- ABOUT THIS TASK
The expected answer comprises all lines from the entries that contain the string "order".

- MATERIAL PROVIDED

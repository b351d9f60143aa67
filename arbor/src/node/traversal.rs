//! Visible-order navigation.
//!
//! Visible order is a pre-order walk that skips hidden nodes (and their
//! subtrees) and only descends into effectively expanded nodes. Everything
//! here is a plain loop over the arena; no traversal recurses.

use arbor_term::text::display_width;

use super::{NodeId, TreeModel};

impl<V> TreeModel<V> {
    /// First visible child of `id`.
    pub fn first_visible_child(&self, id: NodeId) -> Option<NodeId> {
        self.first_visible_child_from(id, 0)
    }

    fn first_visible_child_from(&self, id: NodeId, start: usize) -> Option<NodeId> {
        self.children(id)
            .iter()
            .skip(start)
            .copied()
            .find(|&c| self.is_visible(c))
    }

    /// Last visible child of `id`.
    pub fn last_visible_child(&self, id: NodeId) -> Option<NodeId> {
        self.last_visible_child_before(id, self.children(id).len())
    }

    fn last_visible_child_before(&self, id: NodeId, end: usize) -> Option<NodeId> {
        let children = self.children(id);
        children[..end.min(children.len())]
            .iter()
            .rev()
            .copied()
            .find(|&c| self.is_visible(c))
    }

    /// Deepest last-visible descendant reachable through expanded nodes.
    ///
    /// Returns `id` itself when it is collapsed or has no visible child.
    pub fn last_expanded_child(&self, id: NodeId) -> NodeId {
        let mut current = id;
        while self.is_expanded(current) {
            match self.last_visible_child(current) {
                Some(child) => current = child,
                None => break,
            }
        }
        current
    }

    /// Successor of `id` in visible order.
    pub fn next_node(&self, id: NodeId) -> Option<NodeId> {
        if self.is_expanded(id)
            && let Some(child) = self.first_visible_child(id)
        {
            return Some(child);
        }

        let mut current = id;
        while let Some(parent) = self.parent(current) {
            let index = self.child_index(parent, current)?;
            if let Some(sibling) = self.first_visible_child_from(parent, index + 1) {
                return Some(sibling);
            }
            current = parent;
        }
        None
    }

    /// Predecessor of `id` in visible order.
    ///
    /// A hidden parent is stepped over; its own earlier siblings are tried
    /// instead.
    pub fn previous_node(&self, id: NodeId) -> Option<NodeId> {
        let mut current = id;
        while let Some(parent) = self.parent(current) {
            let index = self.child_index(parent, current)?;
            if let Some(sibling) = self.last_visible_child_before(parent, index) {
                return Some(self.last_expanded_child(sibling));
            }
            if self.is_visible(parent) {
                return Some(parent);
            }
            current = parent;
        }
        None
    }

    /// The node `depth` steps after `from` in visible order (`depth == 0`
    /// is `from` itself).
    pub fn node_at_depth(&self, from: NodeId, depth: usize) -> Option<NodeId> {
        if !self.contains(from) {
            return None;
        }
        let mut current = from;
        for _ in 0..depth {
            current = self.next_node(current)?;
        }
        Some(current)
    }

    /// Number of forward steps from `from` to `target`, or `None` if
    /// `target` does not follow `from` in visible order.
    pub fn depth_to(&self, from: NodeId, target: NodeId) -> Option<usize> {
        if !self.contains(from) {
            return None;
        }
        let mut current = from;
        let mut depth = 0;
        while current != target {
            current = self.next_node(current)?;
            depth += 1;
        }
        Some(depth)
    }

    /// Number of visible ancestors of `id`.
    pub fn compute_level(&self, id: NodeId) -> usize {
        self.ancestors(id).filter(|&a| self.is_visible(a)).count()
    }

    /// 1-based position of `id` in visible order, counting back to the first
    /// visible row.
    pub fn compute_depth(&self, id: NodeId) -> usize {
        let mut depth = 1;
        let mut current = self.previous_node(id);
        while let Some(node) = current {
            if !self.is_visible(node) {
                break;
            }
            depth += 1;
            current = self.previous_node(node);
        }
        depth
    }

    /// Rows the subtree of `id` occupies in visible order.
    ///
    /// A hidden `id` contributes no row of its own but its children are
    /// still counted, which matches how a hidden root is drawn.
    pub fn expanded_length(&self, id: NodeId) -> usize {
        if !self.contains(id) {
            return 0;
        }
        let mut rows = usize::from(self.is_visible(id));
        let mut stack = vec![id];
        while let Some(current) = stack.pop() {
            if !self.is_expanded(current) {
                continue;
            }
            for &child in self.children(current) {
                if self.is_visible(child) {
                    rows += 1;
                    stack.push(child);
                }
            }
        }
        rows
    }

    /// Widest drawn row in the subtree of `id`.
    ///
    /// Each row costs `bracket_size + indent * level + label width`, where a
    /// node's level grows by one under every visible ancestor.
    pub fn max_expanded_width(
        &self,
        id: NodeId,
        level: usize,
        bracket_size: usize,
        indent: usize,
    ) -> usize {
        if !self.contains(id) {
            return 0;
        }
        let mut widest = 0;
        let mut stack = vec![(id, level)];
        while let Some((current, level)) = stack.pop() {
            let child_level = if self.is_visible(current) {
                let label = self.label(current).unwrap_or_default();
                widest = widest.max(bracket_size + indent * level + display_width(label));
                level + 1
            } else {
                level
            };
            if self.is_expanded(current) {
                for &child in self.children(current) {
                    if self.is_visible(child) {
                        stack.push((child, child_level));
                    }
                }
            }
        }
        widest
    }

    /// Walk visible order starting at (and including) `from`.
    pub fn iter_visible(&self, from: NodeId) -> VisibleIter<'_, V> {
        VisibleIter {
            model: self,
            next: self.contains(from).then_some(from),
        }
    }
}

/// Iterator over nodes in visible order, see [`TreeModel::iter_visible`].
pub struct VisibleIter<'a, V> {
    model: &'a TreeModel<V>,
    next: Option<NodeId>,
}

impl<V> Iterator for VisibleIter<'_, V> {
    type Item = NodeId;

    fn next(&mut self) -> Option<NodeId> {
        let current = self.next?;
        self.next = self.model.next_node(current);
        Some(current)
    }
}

- OUTPUT OF THE EXERCISE
//! Visible-order navigation.
//! Visible order is a pre-order walk that skips hidden nodes (and their
    /// Successor of `id` in visible order.
    /// Predecessor of `id` in visible order.
    /// The node `depth` steps after `from` in visible order (`depth == 0`
    /// `target` does not follow `from` in visible order.
    /// 1-based position of `id` in visible order, counting back to the first
    /// Rows the subtree of `id` occupies in visible order.
    /// Walk visible order starting at (and including) `from`.
/// Iterator over nodes in visible order, see [`TreeModel::iter_visible`].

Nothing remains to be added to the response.